THE TASK: Repeat exactly the lines below that lie between the line with "Duration::from_secs(self.job_ttl_secs)" and the line with "pub fn scheduler_interval(&self)", counting both of those lines as part of the answer.

Entries taken from a collection:
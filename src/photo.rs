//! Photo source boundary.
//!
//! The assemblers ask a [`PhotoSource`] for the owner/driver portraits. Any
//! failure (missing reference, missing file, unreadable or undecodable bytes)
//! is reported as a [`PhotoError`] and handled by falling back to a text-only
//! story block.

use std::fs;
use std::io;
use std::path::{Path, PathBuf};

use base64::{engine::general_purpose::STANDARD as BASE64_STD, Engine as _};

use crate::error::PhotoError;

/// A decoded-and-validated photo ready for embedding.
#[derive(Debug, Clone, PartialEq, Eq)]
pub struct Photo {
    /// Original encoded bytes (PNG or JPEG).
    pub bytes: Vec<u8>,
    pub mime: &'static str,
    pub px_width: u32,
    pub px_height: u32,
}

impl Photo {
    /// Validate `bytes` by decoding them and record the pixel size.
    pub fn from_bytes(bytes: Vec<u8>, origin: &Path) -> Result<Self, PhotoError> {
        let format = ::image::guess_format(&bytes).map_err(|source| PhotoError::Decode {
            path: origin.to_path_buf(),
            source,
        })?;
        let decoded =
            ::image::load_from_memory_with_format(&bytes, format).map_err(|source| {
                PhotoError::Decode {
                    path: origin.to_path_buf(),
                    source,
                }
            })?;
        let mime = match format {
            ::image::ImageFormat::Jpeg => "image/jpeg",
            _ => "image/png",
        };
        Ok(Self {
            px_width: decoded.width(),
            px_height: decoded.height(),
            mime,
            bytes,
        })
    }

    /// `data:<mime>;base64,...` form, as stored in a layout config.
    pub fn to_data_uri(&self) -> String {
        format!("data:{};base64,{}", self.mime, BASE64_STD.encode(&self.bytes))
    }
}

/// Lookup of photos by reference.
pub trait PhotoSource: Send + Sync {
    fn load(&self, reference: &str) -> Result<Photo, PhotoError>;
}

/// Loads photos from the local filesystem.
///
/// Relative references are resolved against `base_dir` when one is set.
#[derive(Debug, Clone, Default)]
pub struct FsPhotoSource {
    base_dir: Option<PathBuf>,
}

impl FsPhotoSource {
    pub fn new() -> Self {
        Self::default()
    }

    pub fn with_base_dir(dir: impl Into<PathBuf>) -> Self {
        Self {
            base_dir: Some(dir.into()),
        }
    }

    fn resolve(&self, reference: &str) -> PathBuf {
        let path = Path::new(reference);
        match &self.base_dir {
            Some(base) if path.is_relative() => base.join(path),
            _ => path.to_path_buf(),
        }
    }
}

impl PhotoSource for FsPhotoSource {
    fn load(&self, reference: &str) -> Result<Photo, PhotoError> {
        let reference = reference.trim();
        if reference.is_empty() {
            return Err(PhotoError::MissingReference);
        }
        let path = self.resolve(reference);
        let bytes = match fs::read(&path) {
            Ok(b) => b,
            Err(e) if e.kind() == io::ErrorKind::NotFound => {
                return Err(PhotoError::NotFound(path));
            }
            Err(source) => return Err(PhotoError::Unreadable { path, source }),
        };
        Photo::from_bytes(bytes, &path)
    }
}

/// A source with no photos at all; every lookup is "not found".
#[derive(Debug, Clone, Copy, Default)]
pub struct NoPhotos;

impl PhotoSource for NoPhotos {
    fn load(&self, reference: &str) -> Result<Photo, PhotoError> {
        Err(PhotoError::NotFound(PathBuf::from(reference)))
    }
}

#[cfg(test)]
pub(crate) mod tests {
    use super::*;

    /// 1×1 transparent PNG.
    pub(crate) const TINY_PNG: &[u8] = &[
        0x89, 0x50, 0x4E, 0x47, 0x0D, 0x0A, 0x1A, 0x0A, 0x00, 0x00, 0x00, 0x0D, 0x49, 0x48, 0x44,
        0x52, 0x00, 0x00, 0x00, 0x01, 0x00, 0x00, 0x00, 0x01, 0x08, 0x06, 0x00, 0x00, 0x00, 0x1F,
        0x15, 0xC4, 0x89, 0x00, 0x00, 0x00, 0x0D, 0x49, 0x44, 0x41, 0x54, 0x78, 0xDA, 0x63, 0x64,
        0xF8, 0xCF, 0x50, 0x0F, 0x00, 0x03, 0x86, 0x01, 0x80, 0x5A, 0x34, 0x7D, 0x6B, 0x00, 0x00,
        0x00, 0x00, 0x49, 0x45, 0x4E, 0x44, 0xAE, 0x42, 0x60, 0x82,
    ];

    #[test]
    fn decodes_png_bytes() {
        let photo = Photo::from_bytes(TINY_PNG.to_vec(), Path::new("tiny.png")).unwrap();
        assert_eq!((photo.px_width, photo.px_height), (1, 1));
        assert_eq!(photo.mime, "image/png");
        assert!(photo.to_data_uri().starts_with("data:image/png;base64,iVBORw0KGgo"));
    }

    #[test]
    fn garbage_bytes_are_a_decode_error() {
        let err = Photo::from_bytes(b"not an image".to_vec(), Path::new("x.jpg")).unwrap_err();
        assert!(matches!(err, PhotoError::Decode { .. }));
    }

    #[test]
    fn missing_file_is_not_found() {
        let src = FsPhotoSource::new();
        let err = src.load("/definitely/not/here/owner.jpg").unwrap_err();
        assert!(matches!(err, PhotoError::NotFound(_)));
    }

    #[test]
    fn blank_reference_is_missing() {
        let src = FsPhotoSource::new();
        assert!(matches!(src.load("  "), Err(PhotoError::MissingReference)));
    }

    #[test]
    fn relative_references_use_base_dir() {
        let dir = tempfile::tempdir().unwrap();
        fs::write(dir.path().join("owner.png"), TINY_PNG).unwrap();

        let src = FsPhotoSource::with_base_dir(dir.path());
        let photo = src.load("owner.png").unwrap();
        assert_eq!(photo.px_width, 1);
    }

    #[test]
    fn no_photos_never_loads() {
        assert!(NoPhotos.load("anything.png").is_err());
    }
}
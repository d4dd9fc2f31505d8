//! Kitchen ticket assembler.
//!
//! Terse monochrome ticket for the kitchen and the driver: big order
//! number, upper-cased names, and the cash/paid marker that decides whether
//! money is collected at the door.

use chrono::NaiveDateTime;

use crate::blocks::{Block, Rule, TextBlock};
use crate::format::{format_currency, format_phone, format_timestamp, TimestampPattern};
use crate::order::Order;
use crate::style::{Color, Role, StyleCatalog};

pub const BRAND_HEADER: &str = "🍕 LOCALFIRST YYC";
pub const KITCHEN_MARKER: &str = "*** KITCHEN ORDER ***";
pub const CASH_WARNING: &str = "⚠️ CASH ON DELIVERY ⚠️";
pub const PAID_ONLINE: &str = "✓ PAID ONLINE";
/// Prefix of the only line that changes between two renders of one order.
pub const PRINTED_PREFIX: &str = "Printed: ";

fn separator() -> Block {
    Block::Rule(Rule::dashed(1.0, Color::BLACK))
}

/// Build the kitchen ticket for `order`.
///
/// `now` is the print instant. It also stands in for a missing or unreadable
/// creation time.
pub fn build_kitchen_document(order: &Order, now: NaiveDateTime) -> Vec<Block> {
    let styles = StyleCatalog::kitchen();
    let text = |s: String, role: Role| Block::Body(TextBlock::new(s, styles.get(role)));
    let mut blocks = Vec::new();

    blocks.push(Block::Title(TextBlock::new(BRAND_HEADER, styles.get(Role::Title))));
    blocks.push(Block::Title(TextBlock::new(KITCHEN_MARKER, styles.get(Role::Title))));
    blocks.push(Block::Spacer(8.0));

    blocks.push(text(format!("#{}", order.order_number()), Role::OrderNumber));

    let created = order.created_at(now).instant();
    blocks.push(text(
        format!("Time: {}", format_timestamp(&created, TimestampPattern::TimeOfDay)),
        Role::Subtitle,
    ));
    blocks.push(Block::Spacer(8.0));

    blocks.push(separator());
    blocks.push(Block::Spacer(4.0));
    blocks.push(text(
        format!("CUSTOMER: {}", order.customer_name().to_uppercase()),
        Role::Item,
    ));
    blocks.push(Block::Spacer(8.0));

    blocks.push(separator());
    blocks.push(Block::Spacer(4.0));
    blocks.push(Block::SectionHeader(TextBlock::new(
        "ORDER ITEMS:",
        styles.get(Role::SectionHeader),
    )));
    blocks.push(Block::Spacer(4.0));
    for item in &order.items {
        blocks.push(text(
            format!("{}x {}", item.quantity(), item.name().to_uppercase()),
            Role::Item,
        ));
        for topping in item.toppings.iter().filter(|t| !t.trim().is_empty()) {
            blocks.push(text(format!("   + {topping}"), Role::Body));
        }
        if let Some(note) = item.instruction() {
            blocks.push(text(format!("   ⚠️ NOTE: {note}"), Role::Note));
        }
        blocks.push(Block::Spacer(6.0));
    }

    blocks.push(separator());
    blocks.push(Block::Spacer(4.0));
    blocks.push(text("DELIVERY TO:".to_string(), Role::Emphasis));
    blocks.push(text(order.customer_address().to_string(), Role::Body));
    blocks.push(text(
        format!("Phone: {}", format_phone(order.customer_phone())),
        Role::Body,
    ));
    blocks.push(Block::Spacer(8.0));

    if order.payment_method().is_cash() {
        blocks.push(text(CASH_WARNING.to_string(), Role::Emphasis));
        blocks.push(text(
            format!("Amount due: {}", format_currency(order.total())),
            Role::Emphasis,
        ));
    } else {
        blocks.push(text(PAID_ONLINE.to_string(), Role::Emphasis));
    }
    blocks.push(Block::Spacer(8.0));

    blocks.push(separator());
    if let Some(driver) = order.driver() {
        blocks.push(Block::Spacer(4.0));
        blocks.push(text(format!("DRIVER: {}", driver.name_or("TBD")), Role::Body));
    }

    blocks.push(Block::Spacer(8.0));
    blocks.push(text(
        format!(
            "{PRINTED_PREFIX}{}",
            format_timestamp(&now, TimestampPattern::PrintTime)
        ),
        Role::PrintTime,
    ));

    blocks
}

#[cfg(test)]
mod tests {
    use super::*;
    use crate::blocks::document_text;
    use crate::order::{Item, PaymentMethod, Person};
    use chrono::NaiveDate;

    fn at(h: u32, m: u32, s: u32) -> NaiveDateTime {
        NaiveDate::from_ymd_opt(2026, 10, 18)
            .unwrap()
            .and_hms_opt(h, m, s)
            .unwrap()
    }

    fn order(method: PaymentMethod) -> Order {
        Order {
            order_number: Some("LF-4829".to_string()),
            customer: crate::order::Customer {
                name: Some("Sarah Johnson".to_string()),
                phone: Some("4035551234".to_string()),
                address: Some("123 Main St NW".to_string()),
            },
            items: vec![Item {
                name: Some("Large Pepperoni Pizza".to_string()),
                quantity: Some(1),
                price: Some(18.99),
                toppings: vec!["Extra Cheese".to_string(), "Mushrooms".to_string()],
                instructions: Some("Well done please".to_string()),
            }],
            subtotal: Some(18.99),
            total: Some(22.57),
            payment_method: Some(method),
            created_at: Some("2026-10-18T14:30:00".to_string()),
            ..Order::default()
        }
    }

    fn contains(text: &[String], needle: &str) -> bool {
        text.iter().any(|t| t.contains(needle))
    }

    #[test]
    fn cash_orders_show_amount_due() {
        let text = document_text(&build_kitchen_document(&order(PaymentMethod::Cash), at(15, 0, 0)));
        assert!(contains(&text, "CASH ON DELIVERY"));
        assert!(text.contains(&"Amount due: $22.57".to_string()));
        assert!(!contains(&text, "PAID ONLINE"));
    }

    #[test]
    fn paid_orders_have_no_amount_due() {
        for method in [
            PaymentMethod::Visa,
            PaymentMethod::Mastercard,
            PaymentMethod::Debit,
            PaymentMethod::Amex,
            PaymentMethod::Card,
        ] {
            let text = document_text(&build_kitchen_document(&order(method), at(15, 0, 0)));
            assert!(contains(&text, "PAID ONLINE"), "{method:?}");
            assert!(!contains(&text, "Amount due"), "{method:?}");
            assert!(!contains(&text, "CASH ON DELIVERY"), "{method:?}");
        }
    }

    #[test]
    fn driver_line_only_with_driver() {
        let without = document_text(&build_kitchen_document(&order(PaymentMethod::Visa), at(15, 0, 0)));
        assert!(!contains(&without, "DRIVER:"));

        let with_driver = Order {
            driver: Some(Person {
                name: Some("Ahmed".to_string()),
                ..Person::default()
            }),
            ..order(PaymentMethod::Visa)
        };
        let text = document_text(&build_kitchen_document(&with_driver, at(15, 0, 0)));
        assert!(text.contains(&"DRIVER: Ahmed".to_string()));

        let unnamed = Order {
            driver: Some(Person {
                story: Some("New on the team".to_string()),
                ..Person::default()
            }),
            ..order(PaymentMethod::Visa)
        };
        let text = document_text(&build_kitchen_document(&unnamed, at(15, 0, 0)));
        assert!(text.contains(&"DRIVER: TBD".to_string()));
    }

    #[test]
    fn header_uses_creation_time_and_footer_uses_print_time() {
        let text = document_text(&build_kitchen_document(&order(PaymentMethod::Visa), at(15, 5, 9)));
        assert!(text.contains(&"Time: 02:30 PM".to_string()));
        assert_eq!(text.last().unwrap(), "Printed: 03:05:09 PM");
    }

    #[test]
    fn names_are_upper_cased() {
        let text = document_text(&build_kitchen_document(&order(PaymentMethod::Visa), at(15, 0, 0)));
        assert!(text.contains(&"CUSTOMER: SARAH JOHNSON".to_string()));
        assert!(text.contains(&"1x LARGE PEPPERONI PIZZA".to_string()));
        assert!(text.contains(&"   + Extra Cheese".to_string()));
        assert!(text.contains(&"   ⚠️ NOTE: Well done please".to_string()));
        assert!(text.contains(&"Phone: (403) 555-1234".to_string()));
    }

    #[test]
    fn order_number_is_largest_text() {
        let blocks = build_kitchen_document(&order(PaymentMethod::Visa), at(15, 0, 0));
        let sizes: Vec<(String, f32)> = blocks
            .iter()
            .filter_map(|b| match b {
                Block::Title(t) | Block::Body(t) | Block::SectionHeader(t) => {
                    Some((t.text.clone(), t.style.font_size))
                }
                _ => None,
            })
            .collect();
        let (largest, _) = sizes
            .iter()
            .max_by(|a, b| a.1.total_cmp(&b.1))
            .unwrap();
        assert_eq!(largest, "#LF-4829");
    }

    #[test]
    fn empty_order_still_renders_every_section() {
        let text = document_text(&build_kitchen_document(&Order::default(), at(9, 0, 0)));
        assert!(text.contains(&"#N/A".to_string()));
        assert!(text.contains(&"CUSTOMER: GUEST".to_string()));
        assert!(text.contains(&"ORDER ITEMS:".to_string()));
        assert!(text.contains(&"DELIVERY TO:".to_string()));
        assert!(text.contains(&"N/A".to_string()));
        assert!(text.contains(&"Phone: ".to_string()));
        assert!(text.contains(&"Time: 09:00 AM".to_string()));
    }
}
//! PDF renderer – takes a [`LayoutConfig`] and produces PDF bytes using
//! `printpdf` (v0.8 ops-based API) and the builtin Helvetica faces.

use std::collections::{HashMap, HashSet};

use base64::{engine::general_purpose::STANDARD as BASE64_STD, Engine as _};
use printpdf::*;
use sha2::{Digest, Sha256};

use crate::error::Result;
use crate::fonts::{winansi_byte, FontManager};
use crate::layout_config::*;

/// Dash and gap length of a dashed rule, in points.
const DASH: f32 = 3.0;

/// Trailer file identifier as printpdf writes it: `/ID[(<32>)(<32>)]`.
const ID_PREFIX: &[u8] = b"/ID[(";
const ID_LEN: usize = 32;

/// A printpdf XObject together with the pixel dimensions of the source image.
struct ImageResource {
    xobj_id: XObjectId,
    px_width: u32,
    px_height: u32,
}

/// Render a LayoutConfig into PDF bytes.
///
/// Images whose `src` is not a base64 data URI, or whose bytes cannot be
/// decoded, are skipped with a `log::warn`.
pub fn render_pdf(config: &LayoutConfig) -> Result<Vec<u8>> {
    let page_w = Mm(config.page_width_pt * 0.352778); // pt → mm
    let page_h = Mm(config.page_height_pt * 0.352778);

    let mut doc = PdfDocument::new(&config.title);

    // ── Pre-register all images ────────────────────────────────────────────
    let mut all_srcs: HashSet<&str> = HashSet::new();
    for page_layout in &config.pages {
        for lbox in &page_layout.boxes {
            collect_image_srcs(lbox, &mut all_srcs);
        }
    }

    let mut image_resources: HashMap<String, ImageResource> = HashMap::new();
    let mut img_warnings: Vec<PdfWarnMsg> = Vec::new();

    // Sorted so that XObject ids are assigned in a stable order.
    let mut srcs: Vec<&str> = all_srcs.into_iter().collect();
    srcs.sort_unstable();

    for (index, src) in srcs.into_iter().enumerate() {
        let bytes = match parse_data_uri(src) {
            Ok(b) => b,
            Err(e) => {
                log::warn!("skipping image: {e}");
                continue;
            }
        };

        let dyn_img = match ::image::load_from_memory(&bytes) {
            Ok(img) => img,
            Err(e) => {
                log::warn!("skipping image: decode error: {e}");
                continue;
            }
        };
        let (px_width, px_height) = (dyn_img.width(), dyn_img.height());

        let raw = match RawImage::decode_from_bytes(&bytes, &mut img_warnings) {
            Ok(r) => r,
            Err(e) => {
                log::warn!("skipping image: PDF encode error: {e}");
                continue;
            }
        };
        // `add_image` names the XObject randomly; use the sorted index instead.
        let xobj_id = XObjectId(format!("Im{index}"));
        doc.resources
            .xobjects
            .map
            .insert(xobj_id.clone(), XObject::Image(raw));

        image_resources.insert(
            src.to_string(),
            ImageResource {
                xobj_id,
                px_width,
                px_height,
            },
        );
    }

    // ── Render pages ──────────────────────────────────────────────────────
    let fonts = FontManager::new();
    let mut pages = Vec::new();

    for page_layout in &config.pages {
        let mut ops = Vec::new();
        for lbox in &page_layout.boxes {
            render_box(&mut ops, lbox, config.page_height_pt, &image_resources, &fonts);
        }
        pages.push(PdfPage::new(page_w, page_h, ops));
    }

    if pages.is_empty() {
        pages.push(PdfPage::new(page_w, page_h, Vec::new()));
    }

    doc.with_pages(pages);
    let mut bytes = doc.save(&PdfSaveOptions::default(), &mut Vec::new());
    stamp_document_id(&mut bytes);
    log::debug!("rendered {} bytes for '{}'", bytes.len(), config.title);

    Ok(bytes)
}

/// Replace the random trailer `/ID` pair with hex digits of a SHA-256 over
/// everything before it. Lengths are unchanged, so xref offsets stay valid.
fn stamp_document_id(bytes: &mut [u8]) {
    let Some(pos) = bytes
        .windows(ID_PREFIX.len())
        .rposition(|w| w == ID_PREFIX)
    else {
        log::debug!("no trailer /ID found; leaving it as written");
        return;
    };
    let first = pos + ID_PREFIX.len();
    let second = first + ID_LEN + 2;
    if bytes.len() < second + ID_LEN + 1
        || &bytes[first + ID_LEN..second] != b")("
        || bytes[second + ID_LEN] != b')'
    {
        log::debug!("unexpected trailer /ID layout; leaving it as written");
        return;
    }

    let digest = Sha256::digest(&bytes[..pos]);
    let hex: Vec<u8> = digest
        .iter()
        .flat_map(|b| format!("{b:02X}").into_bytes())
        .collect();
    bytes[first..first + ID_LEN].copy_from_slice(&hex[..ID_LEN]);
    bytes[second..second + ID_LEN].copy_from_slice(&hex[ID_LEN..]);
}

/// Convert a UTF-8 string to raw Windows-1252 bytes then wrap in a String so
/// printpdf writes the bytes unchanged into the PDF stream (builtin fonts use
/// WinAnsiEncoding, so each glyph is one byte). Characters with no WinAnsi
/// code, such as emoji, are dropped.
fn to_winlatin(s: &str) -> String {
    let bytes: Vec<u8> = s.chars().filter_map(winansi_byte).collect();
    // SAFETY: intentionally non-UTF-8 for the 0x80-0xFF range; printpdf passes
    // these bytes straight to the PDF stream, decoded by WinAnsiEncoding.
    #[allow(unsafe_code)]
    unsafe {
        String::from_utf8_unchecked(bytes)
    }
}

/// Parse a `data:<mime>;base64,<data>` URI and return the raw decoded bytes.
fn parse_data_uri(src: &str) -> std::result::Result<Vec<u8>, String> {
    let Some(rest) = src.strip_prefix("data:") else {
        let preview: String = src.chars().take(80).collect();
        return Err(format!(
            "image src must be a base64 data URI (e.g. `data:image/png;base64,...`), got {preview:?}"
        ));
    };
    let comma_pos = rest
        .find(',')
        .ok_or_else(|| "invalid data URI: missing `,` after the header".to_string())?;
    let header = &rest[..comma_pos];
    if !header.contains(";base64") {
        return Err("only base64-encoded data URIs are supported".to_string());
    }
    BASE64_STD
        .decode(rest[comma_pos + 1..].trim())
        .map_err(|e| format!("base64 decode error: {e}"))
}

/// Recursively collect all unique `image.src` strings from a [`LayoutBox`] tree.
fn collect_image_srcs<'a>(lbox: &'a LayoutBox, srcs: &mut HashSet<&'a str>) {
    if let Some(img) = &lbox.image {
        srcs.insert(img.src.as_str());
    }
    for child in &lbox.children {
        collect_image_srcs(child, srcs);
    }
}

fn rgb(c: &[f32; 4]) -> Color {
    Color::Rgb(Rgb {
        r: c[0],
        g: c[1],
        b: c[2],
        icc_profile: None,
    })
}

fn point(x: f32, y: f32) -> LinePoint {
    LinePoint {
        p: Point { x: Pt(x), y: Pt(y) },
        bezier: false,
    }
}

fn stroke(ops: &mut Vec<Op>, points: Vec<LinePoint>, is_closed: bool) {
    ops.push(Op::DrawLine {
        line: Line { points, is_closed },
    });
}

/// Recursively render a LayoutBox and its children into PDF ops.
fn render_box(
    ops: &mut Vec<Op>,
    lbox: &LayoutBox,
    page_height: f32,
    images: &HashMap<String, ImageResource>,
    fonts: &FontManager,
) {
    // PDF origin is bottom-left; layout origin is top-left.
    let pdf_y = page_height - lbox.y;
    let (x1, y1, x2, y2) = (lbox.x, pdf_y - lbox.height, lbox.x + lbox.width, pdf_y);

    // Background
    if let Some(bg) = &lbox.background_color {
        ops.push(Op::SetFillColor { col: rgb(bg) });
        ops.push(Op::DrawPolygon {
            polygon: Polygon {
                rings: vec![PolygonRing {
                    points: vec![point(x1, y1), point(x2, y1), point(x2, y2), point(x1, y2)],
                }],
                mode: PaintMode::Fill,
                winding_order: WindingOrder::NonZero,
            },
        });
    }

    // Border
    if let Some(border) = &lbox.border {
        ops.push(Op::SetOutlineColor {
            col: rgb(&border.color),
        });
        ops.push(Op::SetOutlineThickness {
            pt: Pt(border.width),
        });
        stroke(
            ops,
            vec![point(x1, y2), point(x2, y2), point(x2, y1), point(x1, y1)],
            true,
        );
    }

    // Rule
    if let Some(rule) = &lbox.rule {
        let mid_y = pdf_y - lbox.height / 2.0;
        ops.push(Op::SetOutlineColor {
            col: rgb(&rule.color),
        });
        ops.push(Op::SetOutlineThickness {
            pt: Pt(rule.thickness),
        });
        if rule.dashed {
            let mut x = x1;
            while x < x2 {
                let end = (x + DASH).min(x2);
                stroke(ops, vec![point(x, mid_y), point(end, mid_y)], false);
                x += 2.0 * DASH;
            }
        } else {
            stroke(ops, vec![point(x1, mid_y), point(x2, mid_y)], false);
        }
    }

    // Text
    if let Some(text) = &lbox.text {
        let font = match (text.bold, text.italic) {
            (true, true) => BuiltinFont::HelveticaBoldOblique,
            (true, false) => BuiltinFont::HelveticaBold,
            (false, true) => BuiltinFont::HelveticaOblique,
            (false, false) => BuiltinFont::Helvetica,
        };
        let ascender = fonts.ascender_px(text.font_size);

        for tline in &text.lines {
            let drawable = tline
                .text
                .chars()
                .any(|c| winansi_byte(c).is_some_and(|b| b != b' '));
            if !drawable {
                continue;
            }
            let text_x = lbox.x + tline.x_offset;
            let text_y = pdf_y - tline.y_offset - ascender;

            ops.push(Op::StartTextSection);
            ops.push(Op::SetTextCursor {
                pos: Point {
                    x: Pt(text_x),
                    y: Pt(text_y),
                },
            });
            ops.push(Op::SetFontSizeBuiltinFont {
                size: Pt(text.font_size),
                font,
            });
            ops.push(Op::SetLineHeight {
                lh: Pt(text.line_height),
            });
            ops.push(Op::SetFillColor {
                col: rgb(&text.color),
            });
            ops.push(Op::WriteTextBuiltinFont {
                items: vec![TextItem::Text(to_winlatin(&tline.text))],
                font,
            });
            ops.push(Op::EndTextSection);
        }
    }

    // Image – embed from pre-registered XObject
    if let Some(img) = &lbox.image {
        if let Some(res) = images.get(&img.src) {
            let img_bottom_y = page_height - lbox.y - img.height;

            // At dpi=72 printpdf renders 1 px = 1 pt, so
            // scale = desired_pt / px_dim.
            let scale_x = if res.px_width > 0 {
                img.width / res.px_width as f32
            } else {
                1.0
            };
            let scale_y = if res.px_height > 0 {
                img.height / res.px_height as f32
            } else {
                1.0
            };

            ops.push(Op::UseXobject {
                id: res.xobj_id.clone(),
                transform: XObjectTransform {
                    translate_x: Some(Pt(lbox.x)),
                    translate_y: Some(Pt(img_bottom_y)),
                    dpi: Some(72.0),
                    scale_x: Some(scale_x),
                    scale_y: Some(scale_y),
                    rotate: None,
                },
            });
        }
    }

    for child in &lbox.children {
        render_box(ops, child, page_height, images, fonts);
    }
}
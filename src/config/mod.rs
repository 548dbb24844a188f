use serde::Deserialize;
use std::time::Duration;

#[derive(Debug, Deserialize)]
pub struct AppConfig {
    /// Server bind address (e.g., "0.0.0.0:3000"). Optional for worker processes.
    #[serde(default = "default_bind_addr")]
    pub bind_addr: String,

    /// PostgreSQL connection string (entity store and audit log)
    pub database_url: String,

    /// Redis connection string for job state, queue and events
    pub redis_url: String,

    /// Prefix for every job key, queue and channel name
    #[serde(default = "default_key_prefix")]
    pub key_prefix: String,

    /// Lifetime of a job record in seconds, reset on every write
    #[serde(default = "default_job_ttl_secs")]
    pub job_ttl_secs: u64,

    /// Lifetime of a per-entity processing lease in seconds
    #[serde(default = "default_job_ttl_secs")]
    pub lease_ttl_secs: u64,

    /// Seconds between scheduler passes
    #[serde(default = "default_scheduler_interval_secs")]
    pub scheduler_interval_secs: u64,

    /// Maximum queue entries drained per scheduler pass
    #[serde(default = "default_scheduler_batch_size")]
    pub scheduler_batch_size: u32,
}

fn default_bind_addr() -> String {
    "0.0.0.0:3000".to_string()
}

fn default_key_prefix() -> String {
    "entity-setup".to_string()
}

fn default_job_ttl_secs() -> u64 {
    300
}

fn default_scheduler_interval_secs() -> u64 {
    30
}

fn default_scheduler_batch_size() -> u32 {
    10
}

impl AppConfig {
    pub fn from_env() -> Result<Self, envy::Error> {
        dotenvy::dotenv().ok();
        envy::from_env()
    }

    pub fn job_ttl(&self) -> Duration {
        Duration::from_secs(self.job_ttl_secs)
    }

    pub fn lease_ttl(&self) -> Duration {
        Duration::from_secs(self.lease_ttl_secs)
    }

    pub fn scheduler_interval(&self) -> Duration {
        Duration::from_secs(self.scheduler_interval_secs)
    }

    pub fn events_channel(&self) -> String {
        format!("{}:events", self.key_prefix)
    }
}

RESULT OF THIS EXERCISE:
        Duration::from_secs(self.job_ttl_secs)
    }

    pub fn lease_ttl(&self) -> Duration {
        Duration::from_secs(self.lease_ttl_secs)
    }

    pub fn scheduler_interval(&self) -> Duration {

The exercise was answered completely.